*Stored data*
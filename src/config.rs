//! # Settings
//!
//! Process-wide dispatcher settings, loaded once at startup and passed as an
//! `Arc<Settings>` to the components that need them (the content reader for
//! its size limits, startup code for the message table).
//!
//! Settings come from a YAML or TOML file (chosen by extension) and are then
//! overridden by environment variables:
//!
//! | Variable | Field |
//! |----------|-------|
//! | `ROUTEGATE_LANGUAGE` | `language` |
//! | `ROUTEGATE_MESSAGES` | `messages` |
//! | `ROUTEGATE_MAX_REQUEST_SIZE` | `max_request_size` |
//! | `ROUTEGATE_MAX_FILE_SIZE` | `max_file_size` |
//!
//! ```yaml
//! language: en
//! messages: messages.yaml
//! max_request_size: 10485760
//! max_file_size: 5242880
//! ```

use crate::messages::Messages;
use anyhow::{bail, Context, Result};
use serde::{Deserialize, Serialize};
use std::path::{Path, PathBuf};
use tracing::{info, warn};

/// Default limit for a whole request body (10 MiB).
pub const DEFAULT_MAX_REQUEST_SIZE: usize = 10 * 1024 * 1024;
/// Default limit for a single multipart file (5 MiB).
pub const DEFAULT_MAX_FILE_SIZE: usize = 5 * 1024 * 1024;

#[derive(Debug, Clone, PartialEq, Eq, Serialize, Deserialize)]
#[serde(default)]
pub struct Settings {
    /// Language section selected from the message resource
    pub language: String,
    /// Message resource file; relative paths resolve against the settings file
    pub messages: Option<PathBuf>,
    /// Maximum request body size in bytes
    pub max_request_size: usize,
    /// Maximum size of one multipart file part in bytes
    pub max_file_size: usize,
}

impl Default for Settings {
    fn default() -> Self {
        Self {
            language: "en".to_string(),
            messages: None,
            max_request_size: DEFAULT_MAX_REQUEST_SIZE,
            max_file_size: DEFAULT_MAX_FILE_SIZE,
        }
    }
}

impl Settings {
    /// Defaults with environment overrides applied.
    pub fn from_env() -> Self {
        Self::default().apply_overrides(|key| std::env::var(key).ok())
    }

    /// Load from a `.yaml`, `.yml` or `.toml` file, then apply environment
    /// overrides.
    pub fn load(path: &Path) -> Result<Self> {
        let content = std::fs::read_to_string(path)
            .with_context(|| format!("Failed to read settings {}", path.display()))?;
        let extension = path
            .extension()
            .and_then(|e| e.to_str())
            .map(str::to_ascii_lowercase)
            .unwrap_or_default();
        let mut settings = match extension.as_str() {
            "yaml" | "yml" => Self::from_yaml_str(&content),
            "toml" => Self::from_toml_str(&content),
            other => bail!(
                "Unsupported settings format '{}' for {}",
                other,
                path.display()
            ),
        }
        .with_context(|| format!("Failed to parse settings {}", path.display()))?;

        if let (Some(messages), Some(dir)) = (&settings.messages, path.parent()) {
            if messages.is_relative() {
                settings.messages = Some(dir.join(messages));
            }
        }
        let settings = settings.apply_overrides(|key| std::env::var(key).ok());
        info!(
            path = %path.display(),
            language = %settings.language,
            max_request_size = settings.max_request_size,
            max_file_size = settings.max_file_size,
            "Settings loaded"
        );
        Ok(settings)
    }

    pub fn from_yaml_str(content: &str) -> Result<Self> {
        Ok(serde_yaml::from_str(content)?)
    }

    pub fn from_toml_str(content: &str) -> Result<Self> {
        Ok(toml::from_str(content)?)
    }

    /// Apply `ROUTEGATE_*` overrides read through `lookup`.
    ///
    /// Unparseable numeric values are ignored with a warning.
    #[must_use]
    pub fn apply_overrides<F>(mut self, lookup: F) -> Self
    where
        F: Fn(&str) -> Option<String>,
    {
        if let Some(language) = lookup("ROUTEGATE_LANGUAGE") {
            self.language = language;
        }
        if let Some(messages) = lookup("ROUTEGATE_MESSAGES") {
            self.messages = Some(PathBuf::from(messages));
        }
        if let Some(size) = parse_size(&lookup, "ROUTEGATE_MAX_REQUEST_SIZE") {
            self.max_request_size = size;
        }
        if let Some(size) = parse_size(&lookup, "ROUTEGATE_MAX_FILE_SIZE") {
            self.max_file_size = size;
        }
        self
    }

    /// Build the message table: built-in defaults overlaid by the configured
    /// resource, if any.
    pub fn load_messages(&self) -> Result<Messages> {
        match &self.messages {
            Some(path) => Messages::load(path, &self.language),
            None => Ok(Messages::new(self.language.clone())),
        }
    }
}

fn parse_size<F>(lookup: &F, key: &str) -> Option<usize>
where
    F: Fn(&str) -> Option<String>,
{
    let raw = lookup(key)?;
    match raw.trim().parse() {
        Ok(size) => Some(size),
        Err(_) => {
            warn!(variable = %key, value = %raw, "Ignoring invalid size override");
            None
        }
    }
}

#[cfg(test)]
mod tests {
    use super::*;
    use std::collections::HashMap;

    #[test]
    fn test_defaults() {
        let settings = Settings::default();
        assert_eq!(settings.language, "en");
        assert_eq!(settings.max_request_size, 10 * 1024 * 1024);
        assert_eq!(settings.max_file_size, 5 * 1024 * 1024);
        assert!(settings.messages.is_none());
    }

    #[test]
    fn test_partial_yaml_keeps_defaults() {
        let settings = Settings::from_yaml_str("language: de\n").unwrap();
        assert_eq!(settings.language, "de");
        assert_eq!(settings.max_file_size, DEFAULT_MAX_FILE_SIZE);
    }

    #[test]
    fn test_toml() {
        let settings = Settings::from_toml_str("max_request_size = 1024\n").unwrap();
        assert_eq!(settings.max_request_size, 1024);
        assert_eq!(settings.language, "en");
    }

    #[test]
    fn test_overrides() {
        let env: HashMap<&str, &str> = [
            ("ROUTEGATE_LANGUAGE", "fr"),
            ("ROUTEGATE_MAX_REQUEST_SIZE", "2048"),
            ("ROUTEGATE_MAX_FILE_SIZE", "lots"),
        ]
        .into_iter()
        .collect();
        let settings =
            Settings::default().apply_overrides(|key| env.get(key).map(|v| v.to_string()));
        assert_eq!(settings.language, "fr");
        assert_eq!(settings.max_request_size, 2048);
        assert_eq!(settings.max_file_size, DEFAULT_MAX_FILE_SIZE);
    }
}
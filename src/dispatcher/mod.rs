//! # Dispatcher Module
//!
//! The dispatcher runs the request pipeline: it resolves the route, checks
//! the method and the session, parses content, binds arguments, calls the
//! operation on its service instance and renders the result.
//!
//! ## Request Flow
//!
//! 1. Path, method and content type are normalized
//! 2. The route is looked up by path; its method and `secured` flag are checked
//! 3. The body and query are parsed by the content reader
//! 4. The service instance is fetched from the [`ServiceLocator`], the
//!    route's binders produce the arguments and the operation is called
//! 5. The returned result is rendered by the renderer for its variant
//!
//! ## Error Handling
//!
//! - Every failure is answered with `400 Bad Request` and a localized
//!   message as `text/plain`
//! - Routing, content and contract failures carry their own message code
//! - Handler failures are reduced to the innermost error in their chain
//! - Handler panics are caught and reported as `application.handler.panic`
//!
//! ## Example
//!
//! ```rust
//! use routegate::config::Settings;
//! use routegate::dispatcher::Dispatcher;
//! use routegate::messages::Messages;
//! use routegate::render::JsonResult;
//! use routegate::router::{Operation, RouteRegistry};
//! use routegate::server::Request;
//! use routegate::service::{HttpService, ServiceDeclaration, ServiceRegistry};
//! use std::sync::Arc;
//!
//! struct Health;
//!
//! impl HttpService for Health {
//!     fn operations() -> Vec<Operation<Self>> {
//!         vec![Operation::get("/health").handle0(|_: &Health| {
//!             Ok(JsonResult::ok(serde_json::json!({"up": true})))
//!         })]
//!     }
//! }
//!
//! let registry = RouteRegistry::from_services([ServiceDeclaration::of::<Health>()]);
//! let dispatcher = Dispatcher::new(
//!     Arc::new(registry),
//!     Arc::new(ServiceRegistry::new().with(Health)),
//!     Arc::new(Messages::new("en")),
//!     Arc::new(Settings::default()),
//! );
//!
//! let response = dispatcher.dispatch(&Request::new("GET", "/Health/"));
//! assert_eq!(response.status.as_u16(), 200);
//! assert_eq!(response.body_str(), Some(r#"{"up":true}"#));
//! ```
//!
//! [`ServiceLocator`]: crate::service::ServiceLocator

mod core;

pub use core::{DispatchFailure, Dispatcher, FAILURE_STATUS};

*PROBLEM DETAILS*
Return, in full, every line of these entries that holds "PathBuf".

*TASK RESPONSE*
use std::path::{Path, PathBuf};
    pub messages: Option<PathBuf>,
            self.messages = Some(PathBuf::from(messages));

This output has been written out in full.